An Accurate Description of What Is Happening in the Wyndford
daishin and greum maol stevenson in Wyndford. Photo: Chris Leslie
“All that is solid melts into air.”—Marx
“All conditioned things are impermanent.”—the Buddha
Since formally announcing that the demolition of the Wyndford high flats would go ahead, Glasgow Housing Association seems to have wasted no time in clearing out the tenants. In the evenings, I look from my window at the block that faces the one I have lived in for five years, and there are very few lights on. I assume my block looks the same.

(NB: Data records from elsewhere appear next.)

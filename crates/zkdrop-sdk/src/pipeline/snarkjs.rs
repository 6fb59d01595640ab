//! Pipeline adapter driving the `snarkjs` command line tool.
//!
//! `snarkjs` PLONK circuits are compiled over the bn128 scalar field, which is smaller than the
//! Pallas base field the tree is built in. The circom witness calculator silently reduces
//! larger inputs, so every circuit input must be below the bn128 scalar modulus; records with
//! a larger value are rejected before any process is started.

use std::ffi::OsStr;
use std::path::{Path, PathBuf};
use std::process::{Output, Stdio};

use tokio::process::Command;
use tracing::debug;
use zkdrop_core::base::FIELD_ELEMENT_SIZE;
use zkdrop_core::schema::circuit_inputs::CircuitInputs;

use super::config::ValidatedPipelineConfig;
use super::error::PipelineError;
use super::retry::retry_with_backoff;
use super::{ProofCallData, ProofSynthesizer, Witness, WitnessCalculator};

/// Program name looked up on `PATH` when no explicit path is configured.
pub const DEFAULT_SNARKJS_PROGRAM: &str = "snarkjs";

/// Scalar field modulus of bn128, big-endian.
const BN128_SCALAR_MODULUS: [u8; FIELD_ELEMENT_SIZE] = [
    0x30, 0x64, 0x4e, 0x72, 0xe1, 0x31, 0xa0, 0x29, 0xb8, 0x50, 0x45, 0xb6, 0x81, 0x81, 0x58, 0x5d,
    0x28, 0x33, 0xe8, 0x48, 0x79, 0xb9, 0x70, 0x91, 0x43, 0xe1, 0xf5, 0x93, 0xf0, 0x00, 0x00, 0x01,
];

const INPUT_FILE: &str = "input.json";
const WITNESS_FILE: &str = "witness.wtns";
const PROOF_FILE: &str = "proof.json";
const PUBLIC_FILE: &str = "public.json";

#[derive(Debug, Clone, Copy)]
enum Step {
    Witness,
    Proof,
    CallData,
}

impl Step {
    const fn name(self) -> &'static str {
        match self {
            Self::Witness => "witness",
            Self::Proof => "proof",
            Self::CallData => "call data",
        }
    }

    fn failed(self, detail: String) -> PipelineError {
        match self {
            Self::Witness => PipelineError::Witness(detail),
            Self::Proof => PipelineError::Proof(detail),
            Self::CallData => PipelineError::CallData(detail),
        }
    }
}

/// PLONK pipeline backed by `snarkjs`.
///
/// Every step runs in its own temporary directory. Child processes are killed when the
/// future driving them is dropped.
#[derive(Debug, Clone)]
pub struct SnarkjsPipeline {
    program: PathBuf,
    config: ValidatedPipelineConfig,
}

impl SnarkjsPipeline {
    /// Create a pipeline invoking `program`.
    #[must_use]
    pub fn new(program: impl Into<PathBuf>, config: ValidatedPipelineConfig) -> Self {
        Self {
            program: program.into(),
            config,
        }
    }

    async fn run(&self, step: Step, args: &[&OsStr]) -> Result<Vec<u8>, PipelineError> {
        debug!(step = step.name(), program = %self.program.display(), "Running snarkjs");
        retry_with_backoff(&self.config, || async move {
            let output = Command::new(&self.program)
                .args(args)
                .stdin(Stdio::null())
                .kill_on_drop(true)
                .output()
                .await?;
            check_output(step, &output)?;
            Ok(output.stdout)
        })
        .await
    }
}

fn check_output(step: Step, output: &Output) -> Result<(), PipelineError> {
    if output.status.success() {
        return Ok(());
    }
    let Some(code) = output.status.code() else {
        return Err(PipelineError::Terminated { step: step.name() });
    };
    let stderr = String::from_utf8_lossy(&output.stderr);
    Err(step.failed(format!("exit code {code}: {}", stderr.trim())))
}

/// Check that every circuit input is a canonical bn128 scalar.
fn ensure_backend_field(inputs: &CircuitInputs) -> Result<(), PipelineError> {
    let scalars = [
        ("root", inputs.root),
        ("nullifierHash", inputs.nullifier_hash),
        ("nullifier", inputs.nullifier),
        ("secret", inputs.secret),
        ("recipient", inputs.recipient),
    ]
    .into_iter()
    .chain(inputs.path_elements.iter().map(|element| ("pathElements", *element)));

    for (input, value) in scalars {
        if value.to_be_bytes() >= BN128_SCALAR_MODULUS {
            return Err(PipelineError::FieldOutOfRange { input, value });
        }
    }
    Ok(())
}

/// Keep only the proof component of the exported call data.
fn proof_call_data(stdout: &[u8]) -> Result<ProofCallData, PipelineError> {
    let text = std::str::from_utf8(stdout).map_err(|e| PipelineError::CallData(e.to_string()))?;
    text.trim()
        .split(',')
        .next()
        .map(str::trim)
        .filter(|proof| !proof.is_empty())
        .map(|proof| ProofCallData(proof.to_owned()))
        .ok_or_else(|| PipelineError::CallData("empty call data output".to_owned()))
}

impl WitnessCalculator for SnarkjsPipeline {
    async fn calculate_witness(
        &self,
        inputs: &CircuitInputs,
        circuit_wasm: &Path,
    ) -> Result<Witness, PipelineError> {
        ensure_backend_field(inputs)?;
        let work_dir = tempfile::tempdir()?;
        let input_path = work_dir.path().join(INPUT_FILE);
        let witness_path = work_dir.path().join(WITNESS_FILE);
        tokio::fs::write(&input_path, serde_json::to_vec(inputs)?).await?;

        self.run(
            Step::Witness,
            &[
                OsStr::new("wtns"),
                OsStr::new("calculate"),
                circuit_wasm.as_os_str(),
                input_path.as_os_str(),
                witness_path.as_os_str(),
            ],
        )
        .await?;

        Ok(Witness(tokio::fs::read(&witness_path).await?))
    }
}

impl ProofSynthesizer for SnarkjsPipeline {
    async fn prove(
        &self,
        witness: &Witness,
        proving_key: &Path,
    ) -> Result<ProofCallData, PipelineError> {
        let work_dir = tempfile::tempdir()?;
        let witness_path = work_dir.path().join(WITNESS_FILE);
        let proof_path = work_dir.path().join(PROOF_FILE);
        let public_path = work_dir.path().join(PUBLIC_FILE);
        tokio::fs::write(&witness_path, &witness.0).await?;

        self.run(
            Step::Proof,
            &[
                OsStr::new("plonk"),
                OsStr::new("prove"),
                proving_key.as_os_str(),
                witness_path.as_os_str(),
                proof_path.as_os_str(),
                public_path.as_os_str(),
            ],
        )
        .await?;

        let stdout = self
            .run(
                Step::CallData,
                &[
                    OsStr::new("zkey"),
                    OsStr::new("export"),
                    OsStr::new("soliditycalldata"),
                    public_path.as_os_str(),
                    proof_path.as_os_str(),
                ],
            )
            .await?;
        proof_call_data(&stdout)
    }
}
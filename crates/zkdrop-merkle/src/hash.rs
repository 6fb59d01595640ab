//! Hash primitives used by the tree and the commitment layer.
//!
//! Two distinct primitives exist and must not be interchanged:
//! - [`compress2to1`]: Poseidon sponge compression, used for every internal tree node,
//! - [`commit`]: Sinsemilla hash-to-point, used for leaf commitments and nullifier hashes.

use std::sync::LazyLock;

use ff::Field as _;
use group::Curve as _;
use halo2_gadgets::poseidon::primitives::{self as poseidon, ConstantLength, P128Pow5T3};
use halo2_gadgets::sinsemilla::primitives::HashDomain;
use pasta_curves::arithmetic::CurveAffine as _;
use pasta_curves::pallas;
use zkdrop_core::base::{FieldElement, bytes_to_bits_le};

/// Sinsemilla personalization for note commitments and nullifier hashes.
pub const COMMIT_PERSONALIZATION: &str = "zkdrop:commit";

/// The commitment hash domain.
///
/// Deriving the domain's initial point hashes to the curve, so it is done once per process.
static COMMIT_DOMAIN: LazyLock<HashDomain> =
    LazyLock::new(|| HashDomain::new(COMMIT_PERSONALIZATION));

/// Compression function for internal tree nodes.
pub trait NodeHasher {
    /// Hash a left and right child into their parent.
    fn compress(&self, left: &FieldElement, right: &FieldElement) -> FieldElement;
}

/// Commitment hash over byte strings.
pub trait Committer {
    /// Hash `bytes` into a single field element.
    fn commit(&self, bytes: &[u8]) -> FieldElement;
}

/// Poseidon (`P128Pow5T3`, width 3, rate 2) over two field elements.
#[derive(Debug, Clone, Copy, Default)]
pub struct PoseidonHasher;

impl NodeHasher for PoseidonHasher {
    fn compress(&self, left: &FieldElement, right: &FieldElement) -> FieldElement {
        let digest = poseidon::Hash::<_, P128Pow5T3, ConstantLength<2>, 3, 2>::init()
            .hash([left.to_base(), right.to_base()]);
        FieldElement::from_base(digest)
    }
}

/// Sinsemilla hash-to-point, reduced to the affine x-coordinate.
#[derive(Debug, Clone, Copy, Default)]
pub struct SinsemillaCommitter;

impl Committer for SinsemillaCommitter {
    fn commit(&self, bytes: &[u8]) -> FieldElement {
        let x = COMMIT_DOMAIN
            .hash_to_point(bytes_to_bits_le(bytes))
            .and_then(|point| point.to_affine().coordinates().map(|coords| *coords.x()));

        // The identity point has no affine coordinates. Reaching it requires a discrete-log
        // relation between generators, so it is mapped to zero like orchard's MerkleCRH.
        FieldElement::from_base(x.unwrap_or(pallas::Base::ZERO))
    }
}

/// Force the one-time initialisation of the hash primitives.
///
/// Repeated calls are no-ops.
pub fn init_hash_primitives() {
    LazyLock::force(&COMMIT_DOMAIN);
}

/// Two-to-one compression used for internal tree nodes.
#[must_use]
pub fn compress2to1(left: &FieldElement, right: &FieldElement) -> FieldElement {
    PoseidonHasher.compress(left, right)
}

/// Commitment hash used for leaf commitments and nullifier hashes.
#[must_use]
pub fn commit(bytes: &[u8]) -> FieldElement {
    SinsemillaCommitter.commit(bytes)
}

/// Field addition, for checking tree arithmetic by hand.
///
/// Unit tests cannot use `test_utils::SumHasher`: the dev-dependency links a second copy of
/// this crate, and that stub implements the second copy's [`NodeHasher`].
#[cfg(test)]
#[derive(Debug, Clone, Copy, Default)]
pub(crate) struct SumHasher;

#[cfg(test)]
impl NodeHasher for SumHasher {
    #[allow(clippy::arithmetic_side_effects, reason = "Field addition wraps at the modulus")]
    fn compress(&self, left: &FieldElement, right: &FieldElement) -> FieldElement {
        FieldElement::from_base(left.to_base() + right.to_base())
    }
}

daishin and I are in the process of moving to another flat, still in the Wyndford, only a few minutes walking distance from the condemned one in which I type these words as I sit in a living room that will soon not exist. Other tenants are not so fortunate, and are being relocated to Drumchapel and Knightswood, with the promise of flats twice the size and far less rent than the ones here. Some people were happy to move, and others — some of whom have lived in their flats for decades — were heartbroken.
We like our new flat, and we love the Wyndford and Maryhill, and it will be nice to live in a building that is being cleaned. So we have no personal complaint.
But the correct name for this is not “regeneration,” or “a bright new dawn,” which are the words GHA is using.
It is a shame. So much history is being destroyed, so many lives lived here are being disregarded, and the North Glasgow skyline is being vandalised.
For some, it might be “regeneration.”
For some, it might be a “bright new dawn.”
But, for this community, it is just a damn shame.